A word-for-word transcript of the closing lines is required: from the one with "alerts.notifications()" through the final line of the data.

===== RECORDS FOR THIS EXERCISE

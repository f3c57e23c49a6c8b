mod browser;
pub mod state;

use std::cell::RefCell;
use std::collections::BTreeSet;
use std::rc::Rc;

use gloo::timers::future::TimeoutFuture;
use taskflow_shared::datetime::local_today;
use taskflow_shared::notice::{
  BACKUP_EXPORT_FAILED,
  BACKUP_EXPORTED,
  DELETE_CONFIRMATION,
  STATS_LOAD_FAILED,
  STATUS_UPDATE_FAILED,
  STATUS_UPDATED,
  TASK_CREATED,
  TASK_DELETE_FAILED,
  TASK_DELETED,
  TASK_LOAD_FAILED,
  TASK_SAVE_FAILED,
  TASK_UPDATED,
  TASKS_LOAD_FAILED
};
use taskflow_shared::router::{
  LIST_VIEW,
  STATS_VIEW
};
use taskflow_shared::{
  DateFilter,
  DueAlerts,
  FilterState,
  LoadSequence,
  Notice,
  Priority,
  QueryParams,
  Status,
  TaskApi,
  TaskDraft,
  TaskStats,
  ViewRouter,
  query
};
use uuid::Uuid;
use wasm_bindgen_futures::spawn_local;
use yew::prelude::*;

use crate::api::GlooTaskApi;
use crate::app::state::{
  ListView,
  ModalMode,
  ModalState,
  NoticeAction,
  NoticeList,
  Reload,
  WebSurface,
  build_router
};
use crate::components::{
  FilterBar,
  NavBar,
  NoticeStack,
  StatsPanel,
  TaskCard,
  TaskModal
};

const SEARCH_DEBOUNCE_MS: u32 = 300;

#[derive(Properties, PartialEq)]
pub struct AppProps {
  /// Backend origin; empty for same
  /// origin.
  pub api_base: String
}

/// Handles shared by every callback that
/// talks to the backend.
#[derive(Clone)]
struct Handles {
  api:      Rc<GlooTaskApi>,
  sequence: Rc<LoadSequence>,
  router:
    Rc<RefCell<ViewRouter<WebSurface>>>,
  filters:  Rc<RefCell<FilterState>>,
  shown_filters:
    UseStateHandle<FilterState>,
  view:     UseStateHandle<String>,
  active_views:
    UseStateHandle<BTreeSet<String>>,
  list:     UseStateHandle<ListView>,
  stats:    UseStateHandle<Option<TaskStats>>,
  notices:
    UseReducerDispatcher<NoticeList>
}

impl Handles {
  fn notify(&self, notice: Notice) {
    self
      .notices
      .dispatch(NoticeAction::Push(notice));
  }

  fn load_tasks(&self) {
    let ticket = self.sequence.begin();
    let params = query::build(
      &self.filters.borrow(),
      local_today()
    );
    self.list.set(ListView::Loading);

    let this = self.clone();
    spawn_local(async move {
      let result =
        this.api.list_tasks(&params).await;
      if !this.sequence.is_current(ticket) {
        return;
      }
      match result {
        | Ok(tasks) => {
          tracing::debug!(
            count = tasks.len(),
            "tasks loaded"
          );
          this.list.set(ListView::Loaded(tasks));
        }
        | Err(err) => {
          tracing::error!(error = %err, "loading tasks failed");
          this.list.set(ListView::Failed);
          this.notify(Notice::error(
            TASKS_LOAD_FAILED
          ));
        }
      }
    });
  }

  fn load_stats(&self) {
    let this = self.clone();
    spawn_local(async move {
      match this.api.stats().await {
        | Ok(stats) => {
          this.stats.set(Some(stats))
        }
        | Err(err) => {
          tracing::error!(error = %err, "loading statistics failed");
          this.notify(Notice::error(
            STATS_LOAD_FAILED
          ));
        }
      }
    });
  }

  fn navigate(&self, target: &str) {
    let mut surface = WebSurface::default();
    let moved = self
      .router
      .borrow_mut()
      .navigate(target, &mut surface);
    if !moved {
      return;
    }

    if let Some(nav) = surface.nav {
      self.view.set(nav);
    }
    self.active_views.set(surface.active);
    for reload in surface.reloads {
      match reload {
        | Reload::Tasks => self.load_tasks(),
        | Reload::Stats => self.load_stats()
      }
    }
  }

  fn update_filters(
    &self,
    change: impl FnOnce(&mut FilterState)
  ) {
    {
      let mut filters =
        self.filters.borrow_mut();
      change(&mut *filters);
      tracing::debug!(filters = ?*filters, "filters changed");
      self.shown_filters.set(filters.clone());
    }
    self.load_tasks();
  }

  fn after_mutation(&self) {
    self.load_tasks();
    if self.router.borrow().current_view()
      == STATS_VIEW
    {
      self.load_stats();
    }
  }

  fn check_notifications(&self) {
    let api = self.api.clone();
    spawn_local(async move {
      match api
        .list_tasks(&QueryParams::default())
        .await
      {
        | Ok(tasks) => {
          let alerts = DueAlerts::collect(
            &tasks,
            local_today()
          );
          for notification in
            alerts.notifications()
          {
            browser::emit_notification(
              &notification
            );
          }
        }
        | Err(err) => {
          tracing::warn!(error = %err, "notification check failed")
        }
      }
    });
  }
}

==========

OUTPUT:
            alerts.notifications()
          {
            browser::emit_notification(
              &notification
            );
          }
        }
        | Err(err) => {
          tracing::warn!(error = %err, "notification check failed")
        }
      }
    });
  }
}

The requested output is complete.